→ Task statement
Please find all lines containing "horn" in the listing below and copy them.

→ Data extract
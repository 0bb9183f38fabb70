//! Legacy XML payload reader (format 1).
//!
//! The document is read defensively. Missing or unparseable fields keep
//! their model defaults, and a function element without a numeric
//! `<function>` child is skipped. A document that is not well-formed is not
//! an error: the raw payload is returned as a single unknown block.
//!
//! ```text
//! <z21>
//!   <exportmeta><version>1</version></exportmeta>
//!   <locos>
//!     <loco>
//!       <address>3</address> <name>BR 218</name>
//!       <max_speed>120</max_speed> <traction_direction>1</traction_direction>
//!       <functions>
//!         <function_element>
//!           <function>0</function> <image_name>light</image_name>
//!           <shortcut>L</shortcut> <position>0</position> <time>0</time>
//!           <button_type>0</button_type> <active>1</active>
//!         </function_element>
//!       </functions>
//!     </loco>
//!   </locos>
//! </z21>
//! ```

use std::str::FromStr;

use roxmltree as xml;

use super::reader::decode_dropping_invalid;
use crate::model::{
    ButtonKind, FallbackReason, FunctionInfo, Locomotive, NO_DURATION, ParseOutcome,
    ParsedConfiguration, validate_number,
};

/// Parses an XML payload.
///
/// Invalid UTF-8 sequences are dropped before parsing. On a malformed
/// document the returned fallback holds the original `bytes` unchanged.
pub fn parse(bytes: &[u8]) -> ParseOutcome {
    let text = decode_dropping_invalid(bytes);
    let options = xml::ParsingOptions {
        allow_dtd: true,
        ..Default::default()
    };
    match xml::Document::parse_with_options(&text, options) {
        Ok(doc) => ParseOutcome::Parsed(read_document(&doc.root_element())),
        Err(e) => {
            log::warn!("XML payload is not well-formed, keeping it as raw data: {}", e);
            ParseOutcome::fallback(bytes.to_vec(), FallbackReason::MalformedXml(e.to_string()))
        }
    }
}

fn read_document(root: &xml::Node<'_, '_>) -> ParsedConfiguration {
    let mut config = ParsedConfiguration::new();

    if let Some(version) = child(root, "exportmeta").and_then(|meta| number(&meta, "version")) {
        config.version = version;
    }

    if let Some(locos) = child(root, "locos") {
        for loco in locos.children().filter(|c| c.has_tag_name("loco")) {
            config.locomotives.push(read_locomotive(&loco));
        }
    }

    log::debug!("read {} locomotives from XML payload", config.locomotives.len());
    config
}

fn read_locomotive(node: &xml::Node<'_, '_>) -> Locomotive {
    let mut loco = Locomotive::default();

    if let Some(address) = number(node, "address") {
        loco.address = address;
    }
    if let Some(name) = text(node, "name") {
        loco.name = name.to_string();
    }
    if let Some(speed) = number(node, "max_speed") {
        loco.speed = speed;
    }
    if let Some(code) = number::<i64>(node, "traction_direction") {
        loco.direction = code == 1;
    }

    if let Some(functions) = child(node, "functions") {
        for element in functions
            .children()
            .filter(|c| c.has_tag_name("function_element"))
        {
            if let Some(info) = read_function(&element) {
                if let Err(e) = loco.insert_function(info) {
                    log::warn!("skipping XML function element: {}", e);
                }
            }
        }
    }

    loco
}

fn read_function(node: &xml::Node<'_, '_>) -> Option<FunctionInfo> {
    let raw = number::<i64>(node, "function")?;
    let Some(slot) = u32::try_from(raw).ok().and_then(|n| validate_number(n).ok()) else {
        log::warn!("skipping XML function element with out-of-range number {}", raw);
        return None;
    };

    let mut info = FunctionInfo::unchecked(slot);
    if let Some(active) = number::<i64>(node, "active") {
        info.active = active == 1;
    }
    if let Some(image) = text(node, "image_name") {
        info.image_name = image.to_string();
    }
    if let Some(shortcut) = text(node, "shortcut") {
        info.shortcut = shortcut.to_string();
    }
    if let Some(position) = number(node, "position") {
        info.position = position;
    }
    info.duration = text(node, "time").unwrap_or(NO_DURATION).to_string();
    if let Some(code) = number(node, "button_type") {
        info.button = ButtonKind::from_code(code);
    }
    Some(info)
}

fn child<'a, 'input>(node: &xml::Node<'a, 'input>, tag: &str) -> Option<xml::Node<'a, 'input>> {
    node.children().find(|c| c.has_tag_name(tag))
}

/// Non-empty text of the first child named `tag`.
fn text<'a>(node: &xml::Node<'a, '_>, tag: &str) -> Option<&'a str> {
    child(node, tag)
        .and_then(|c| c.text())
        .filter(|t| !t.is_empty())
}

fn number<T: FromStr>(node: &xml::Node<'_, '_>, tag: &str) -> Option<T> {
    text(node, tag).and_then(|t| t.trim().parse().ok())
}

#[cfg(test)]
mod tests {
    use super::*;

    const SAMPLE: &str = r#"<?xml version="1.0" encoding="UTF-8"?>
<z21>
  <exportmeta><version>1</version></exportmeta>
  <locos>
    <loco>
      <address>3</address>
      <name>BR 218</name>
      <max_speed>120</max_speed>
      <traction_direction>1</traction_direction>
      <functions>
        <function_element>
          <function>0</function>
          <image_name>light</image_name>
          <shortcut>L</shortcut>
          <position>0</position>
          <button_type>0</button_type>
        </function_element>
        <function_element>
          <function>2</function>
          <image_name>horn</image_name>
          <position>1</position>
          <time>2.5</time>
          <button_type>2</button_type>
          <active>0</active>
        </function_element>
        <function_element>
          <image_name>orphan</image_name>
        </function_element>
      </functions>
    </loco>
    <loco>
      <address>44</address>
      <name></name>
      <traction_direction>0</traction_direction>
    </loco>
  </locos>
</z21>"#;

    fn parsed(input: &str) -> ParsedConfiguration {
        match parse(input.as_bytes()) {
            ParseOutcome::Parsed(config) => config,
            other => panic!("unexpected outcome: {:?}", other),
        }
    }

    #[test]
    fn test_reads_locomotives() {
        let config = parsed(SAMPLE);
        assert_eq!(config.version, 1);
        assert_eq!(config.locomotives.len(), 2);

        let first = &config.locomotives[0];
        assert_eq!(first.address, 3);
        assert_eq!(first.name, "BR 218");
        assert_eq!(first.speed, 120);
        assert!(first.direction);
        assert!(first.vehicle_id.is_none());

        let second = &config.locomotives[1];
        assert_eq!(second.address, 44);
        assert_eq!(second.name, "");
        assert_eq!(second.speed, 0);
        assert!(!second.direction);
    }

    #[test]
    fn test_reads_functions() {
        let config = parsed(SAMPLE);
        let loco = &config.locomotives[0];
        assert_eq!(loco.function_count(), 2);

        let light = loco.function(0).unwrap();
        assert_eq!(light.image_name, "light");
        assert_eq!(light.shortcut, "L");
        assert_eq!(light.duration, "0");
        assert_eq!(light.button, ButtonKind::Momentary);
        assert!(light.active);

        let horn = loco.function(2).unwrap();
        assert_eq!(horn.position, 1);
        assert_eq!(horn.duration, "2.5");
        assert_eq!(horn.button, ButtonKind::Timed);
        assert!(!horn.active);

        assert_eq!(loco.functions().get(&2), Some(&false));
    }

    #[test]
    fn test_missing_sections() {
        let config = parsed("<z21/>");
        assert_eq!(config.version, 0);
        assert!(config.locomotives.is_empty());
    }

    #[test]
    fn test_direction_defaults_forward() {
        let config = parsed("<z21><locos><loco><address>5</address></loco></locos></z21>");
        assert!(config.locomotives[0].direction);
    }

    #[test]
    fn test_unparseable_numbers_keep_defaults() {
        let config = parsed(
            "<z21><exportmeta><version>new</version></exportmeta>\
             <locos><loco><address>x</address><max_speed> 80 </max_speed></loco></locos></z21>",
        );
        assert_eq!(config.version, 0);
        assert_eq!(config.locomotives[0].address, 0);
        assert_eq!(config.locomotives[0].speed, 80);
    }

    #[test]
    fn test_function_number_out_of_range_skipped() {
        let config = parsed(
            "<z21><locos><loco><functions>\
             <function_element><function>300</function></function_element>\
             <function_element><function>-1</function></function_element>\
             <function_element><function>200</function></function_element>\
             <function_element><function>128</function></function_element>\
             <function_element><function>127</function></function_element>\
             <function_element><function>4</function></function_element>\
             </functions></loco></locos></z21>",
        );
        let numbers: Vec<_> = config.locomotives[0].functions().into_keys().collect();
        assert_eq!(numbers, vec![4, 127]);
    }

    #[test]
    fn test_doctype_is_accepted() {
        let config = parsed(
            "<?xml version=\"1.0\"?><!DOCTYPE z21>\
             <z21><locos><loco><address>3</address></loco></locos></z21>",
        );
        assert_eq!(config.locomotives.len(), 1);
        assert_eq!(config.locomotives[0].address, 3);
    }

    #[test]
    fn test_malformed_document_falls_back() {
        let input = b"<z21><locos><loco></locos>";
        let outcome = parse(input);
        assert!(matches!(
            outcome.fallback_reason(),
            Some(FallbackReason::MalformedXml(_))
        ));
        let config = outcome.config();
        assert!(config.locomotives.is_empty());
        assert_eq!(config.unknown_blocks.len(), 1);
        assert_eq!(config.unknown_blocks[0].offset, 0);
        assert_eq!(config.unknown_blocks[0].length, input.len() as u64);
        assert_eq!(config.unknown_blocks[0].data, input.to_vec());
    }

    #[test]
    fn test_invalid_utf8_dropped() {
        let mut input = b"<z21><locos><loco><name>Lok".to_vec();
        input.push(0xFF);
        input.extend_from_slice(b"1</name></loco></locos></z21>");

        let outcome = parse(&input);
        assert!(!outcome.is_fallback());
        assert_eq!(outcome.config().locomotives[0].name, "Lok1");
    }
}
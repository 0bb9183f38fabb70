//! Low-level binary reading utilities.
//!
//! [`BinaryReader`] reads fixed-width integers and length-prefixed or
//! NUL-terminated strings from any seekable stream. The detector uses it to
//! sniff signatures and to capture input that is not a ZIP archive.

use std::io::{self, Read, Seek, SeekFrom};

/// Byte order used for multi-byte integers.
#[derive(Debug, Clone, Copy, PartialEq, Eq, Default)]
pub enum ByteOrder {
    /// Least significant byte first.
    #[default]
    LittleEndian,
    /// Most significant byte first.
    BigEndian,
}

/// Reads fixed-width fields from a seekable stream at arbitrary positions.
///
/// # Example
///
/// ```rust
/// use std::io::Cursor;
/// use z21cfg::format::reader::{BinaryReader, ByteOrder};
///
/// let mut reader = BinaryReader::new(Cursor::new(vec![0x34, 0x12, 0xFF]));
/// assert_eq!(reader.read_u16().unwrap(), 0x1234);
/// assert_eq!(reader.remaining().unwrap(), 1);
///
/// let mut reader = BinaryReader::with_byte_order(Cursor::new(vec![0x12, 0x34]), ByteOrder::BigEndian);
/// assert_eq!(reader.read_u16().unwrap(), 0x1234);
/// ```
#[derive(Debug)]
pub struct BinaryReader<R> {
    inner: R,
    order: ByteOrder,
}

impl<R: Read + Seek> BinaryReader<R> {
    /// Creates a little-endian reader.
    pub fn new(inner: R) -> Self {
        Self::with_byte_order(inner, ByteOrder::LittleEndian)
    }

    /// Creates a reader with an explicit byte order.
    pub fn with_byte_order(inner: R, order: ByteOrder) -> Self {
        Self { inner, order }
    }

    /// Returns the configured byte order.
    pub fn byte_order(&self) -> ByteOrder {
        self.order
    }

    /// Reads exactly `count` bytes.
    ///
    /// # Errors
    ///
    /// Returns [`io::ErrorKind::UnexpectedEof`] if fewer bytes remain.
    pub fn read_bytes(&mut self, count: usize) -> io::Result<Vec<u8>> {
        let mut buf = Vec::with_capacity(count.min(crate::READ_BUFFER_SIZE));
        let read = (&mut self.inner).take(count as u64).read_to_end(&mut buf)?;
        if read < count {
            return Err(io::Error::new(
                io::ErrorKind::UnexpectedEof,
                format!("expected {} bytes, got {}", count, read),
            ));
        }
        Ok(buf)
    }

    fn read_array<const N: usize>(&mut self) -> io::Result<[u8; N]> {
        let mut buf = [0u8; N];
        self.inner.read_exact(&mut buf)?;
        Ok(buf)
    }

    /// Reads an unsigned 8-bit integer.
    pub fn read_u8(&mut self) -> io::Result<u8> {
        Ok(self.read_array::<1>()?[0])
    }

    /// Reads a signed 8-bit integer.
    pub fn read_i8(&mut self) -> io::Result<i8> {
        Ok(self.read_u8()? as i8)
    }

    /// Reads an unsigned 16-bit integer.
    pub fn read_u16(&mut self) -> io::Result<u16> {
        let b = self.read_array::<2>()?;
        Ok(match self.order {
            ByteOrder::LittleEndian => u16::from_le_bytes(b),
            ByteOrder::BigEndian => u16::from_be_bytes(b),
        })
    }

    /// Reads a signed 16-bit integer.
    pub fn read_i16(&mut self) -> io::Result<i16> {
        Ok(self.read_u16()? as i16)
    }

    /// Reads an unsigned 32-bit integer.
    pub fn read_u32(&mut self) -> io::Result<u32> {
        let b = self.read_array::<4>()?;
        Ok(match self.order {
            ByteOrder::LittleEndian => u32::from_le_bytes(b),
            ByteOrder::BigEndian => u32::from_be_bytes(b),
        })
    }

    /// Reads a signed 32-bit integer.
    pub fn read_i32(&mut self) -> io::Result<i32> {
        Ok(self.read_u32()? as i32)
    }

    /// Reads a fixed-length string, stripping trailing NUL padding.
    ///
    /// Invalid UTF-8 sequences are dropped.
    pub fn read_string(&mut self, length: usize) -> io::Result<String> {
        let mut data = self.read_bytes(length)?;
        while data.last() == Some(&0) {
            data.pop();
        }
        Ok(decode_dropping_invalid(&data))
    }

    /// Reads a NUL-terminated string of at most `max_length` bytes.
    ///
    /// The terminator is consumed but not returned. If no terminator is found
    /// within `max_length` bytes, the bytes read so far are returned.
    pub fn read_null_terminated_string(&mut self, max_length: usize) -> io::Result<String> {
        let mut data = Vec::new();
        for _ in 0..max_length {
            let byte = self.read_u8()?;
            if byte == 0 {
                break;
            }
            data.push(byte);
        }
        Ok(decode_dropping_invalid(&data))
    }

    /// Returns the current stream position.
    pub fn position(&mut self) -> io::Result<u64> {
        self.inner.stream_position()
    }

    /// Seeks to a position in the stream.
    pub fn seek(&mut self, pos: SeekFrom) -> io::Result<u64> {
        self.inner.seek(pos)
    }

    /// Reads `count` bytes without advancing the position.
    pub fn peek(&mut self, count: usize) -> io::Result<Vec<u8>> {
        let pos = self.position()?;
        let result = self.read_bytes(count);
        self.inner.seek(SeekFrom::Start(pos))?;
        result
    }

    /// Returns the total length of the stream. The position is unchanged.
    pub fn len(&mut self) -> io::Result<u64> {
        let pos = self.position()?;
        let end = self.inner.seek(SeekFrom::End(0))?;
        self.inner.seek(SeekFrom::Start(pos))?;
        Ok(end)
    }

    /// Returns `true` if the stream is empty.
    pub fn is_empty(&mut self) -> io::Result<bool> {
        Ok(self.len()? == 0)
    }

    /// Returns the number of bytes between the current position and the end.
    pub fn remaining(&mut self) -> io::Result<u64> {
        let pos = self.position()?;
        Ok(self.len()?.saturating_sub(pos))
    }

    /// Consumes the reader, returning the underlying stream.
    pub fn into_inner(self) -> R {
        self.inner
    }
}

/// Decodes UTF-8, dropping invalid sequences instead of substituting them.
pub(crate) fn decode_dropping_invalid(data: &[u8]) -> String {
    match std::str::from_utf8(data) {
        Ok(s) => s.to_string(),
        Err(_) => {
            let mut out = String::with_capacity(data.len());
            for chunk in data.utf8_chunks() {
                out.push_str(chunk.valid());
            }
            out
        }
    }
}
//! Locomotive function slots.

use std::fmt;
use std::str::FromStr;

use crate::{Error, Result};

/// DCC function number (F0 to F127).
pub type FunctionNumber = u8;

/// Highest function number a decoder slot can carry.
pub const MAX_FUNCTION_NUMBER: FunctionNumber = 127;

/// Duration sentinel for functions that are not timed.
pub const NO_DURATION: &str = "0";

/// How the throttle button for a function behaves.
///
/// Stored as an integer code. Codes this crate does not know are kept in
/// [`ButtonKind::Other`] so they are written back unchanged.
#[derive(Debug, Clone, Copy, PartialEq, Eq, Hash, Default)]
pub enum ButtonKind {
    /// Latching on/off switch (code 0).
    #[default]
    Momentary,
    /// Active only while pressed (code 1).
    PushButton,
    /// Active for a fixed duration after a press (code 2).
    Timed,
    /// A code outside the known range.
    Other(i64),
}

impl ButtonKind {
    /// Maps a stored code to a kind.
    pub fn from_code(code: i64) -> Self {
        match code {
            0 => ButtonKind::Momentary,
            1 => ButtonKind::PushButton,
            2 => ButtonKind::Timed,
            other => ButtonKind::Other(other),
        }
    }

    /// Returns the stored code.
    pub fn code(&self) -> i64 {
        match self {
            ButtonKind::Momentary => 0,
            ButtonKind::PushButton => 1,
            ButtonKind::Timed => 2,
            ButtonKind::Other(code) => *code,
        }
    }

    /// Returns the label shown by the Z21 app.
    pub fn name(&self) -> &'static str {
        match self {
            ButtonKind::Momentary => "switch",
            ButtonKind::PushButton => "push-button",
            ButtonKind::Timed => "time button",
            ButtonKind::Other(_) => "unknown",
        }
    }
}

impl fmt::Display for ButtonKind {
    fn fmt(&self, f: &mut fmt::Formatter<'_>) -> fmt::Result {
        match self {
            ButtonKind::Other(code) => write!(f, "unknown({})", code),
            kind => f.write_str(kind.name()),
        }
    }
}

impl FromStr for ButtonKind {
    type Err = Error;

    fn from_str(s: &str) -> Result<Self> {
        match s.trim().to_ascii_lowercase().as_str() {
            "switch" | "momentary" => Ok(ButtonKind::Momentary),
            "push-button" | "push" | "pushbutton" => Ok(ButtonKind::PushButton),
            "time button" | "time" | "timed" => Ok(ButtonKind::Timed),
            other => other
                .parse::<i64>()
                .map(ButtonKind::from_code)
                .map_err(|_| Error::invalid_value("button kind", s)),
        }
    }
}

/// Detailed configuration of one function slot.
///
/// The function number is fixed at construction; use
/// [`Locomotive::renumber_function`](super::Locomotive::renumber_function)
/// to move a function to another slot.
#[derive(Debug, Clone, PartialEq)]
pub struct FunctionInfo {
    number: FunctionNumber,
    /// Icon name, may be empty.
    pub image_name: String,
    /// Shortcut label, may be empty.
    pub shortcut: String,
    /// Display and edit order. Ties are broken by function number.
    pub position: i64,
    /// Timed duration in seconds as a decimal string. `"0"` means not timed.
    pub duration: String,
    /// Button behaviour.
    pub button: ButtonKind,
    /// Whether the function is enabled.
    pub active: bool,
}

impl FunctionInfo {
    /// Creates an active, momentary function with no icon.
    ///
    /// # Errors
    ///
    /// Returns [`Error::InvalidFunctionNumber`] if `number` is above 127.
    pub fn new(number: FunctionNumber) -> Result<Self> {
        validate_number(number as u32)?;
        Ok(Self::unchecked(number))
    }

    /// Creates a function without range validation. Used for stored data.
    pub(crate) fn unchecked(number: FunctionNumber) -> Self {
        Self {
            number,
            image_name: String::new(),
            shortcut: String::new(),
            position: 0,
            duration: NO_DURATION.to_string(),
            button: ButtonKind::Momentary,
            active: true,
        }
    }

    /// Returns the function number.
    pub fn number(&self) -> FunctionNumber {
        self.number
    }

    pub(crate) fn set_number(&mut self, number: FunctionNumber) {
        self.number = number;
    }

    /// Sets the icon name.
    pub fn with_image(mut self, image_name: impl Into<String>) -> Self {
        self.image_name = image_name.into();
        self
    }

    /// Sets the shortcut label.
    pub fn with_shortcut(mut self, shortcut: impl Into<String>) -> Self {
        self.shortcut = shortcut.into();
        self
    }

    /// Sets the ordering position.
    pub fn with_position(mut self, position: i64) -> Self {
        self.position = position;
        self
    }

    /// Sets the button kind, see [`set_button`](Self::set_button).
    pub fn with_button(mut self, kind: ButtonKind) -> Self {
        self.set_button(kind);
        self
    }

    /// Changes the button kind.
    ///
    /// Any kind other than [`ButtonKind::Timed`] clears the duration back to
    /// the `"0"` sentinel. Switching to timed keeps the current duration.
    pub fn set_button(&mut self, kind: ButtonKind) {
        self.button = kind;
        if kind != ButtonKind::Timed {
            self.duration = NO_DURATION.to_string();
        }
    }

    /// Makes this a timed function running for `seconds`.
    ///
    /// # Errors
    ///
    /// Returns [`Error::InvalidValue`] for negative or non-finite durations.
    pub fn set_timed(&mut self, seconds: f64) -> Result<()> {
        if !seconds.is_finite() || seconds < 0.0 {
            return Err(Error::invalid_value("duration", seconds.to_string()));
        }
        self.button = ButtonKind::Timed;
        self.duration = format_duration(seconds);
        Ok(())
    }

    /// Returns whether this function has a non-zero duration.
    pub fn is_timed(&self) -> bool {
        self.duration_secs().is_some_and(|secs| secs != 0.0)
    }

    /// Parses the duration, `None` if it is not a number.
    pub fn duration_secs(&self) -> Option<f64> {
        let trimmed = self.duration.trim();
        if trimmed.is_empty() {
            return Some(0.0);
        }
        trimmed.parse().ok()
    }
}

impl fmt::Display for FunctionInfo {
    fn fmt(&self, f: &mut fmt::Formatter<'_>) -> fmt::Result {
        write!(f, "F{} [{}] {}", self.number, self.button, self.image_name)?;
        if !self.shortcut.is_empty() {
            write!(f, " ({})", self.shortcut)?;
        }
        if self.is_timed() {
            write!(f, " {}s", self.duration)?;
        }
        Ok(())
    }
}

/// Formats a duration the way the Z21 app stores it: always with a decimal
/// point (`3.0`, `2.5`).
pub(crate) fn format_duration(seconds: f64) -> String {
    format!("{:?}", seconds)
}

pub(crate) fn validate_number(number: u32) -> Result<FunctionNumber> {
    if number > MAX_FUNCTION_NUMBER as u32 {
        return Err(Error::InvalidFunctionNumber { number });
    }
    Ok(number as FunctionNumber)
}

→ Response to the task
          <image_name>horn</image_name>
        let horn = loco.function(2).unwrap();
        assert_eq!(horn.position, 1);
        assert_eq!(horn.duration, "2.5");
        assert_eq!(horn.button, ButtonKind::Timed);
        assert!(!horn.active);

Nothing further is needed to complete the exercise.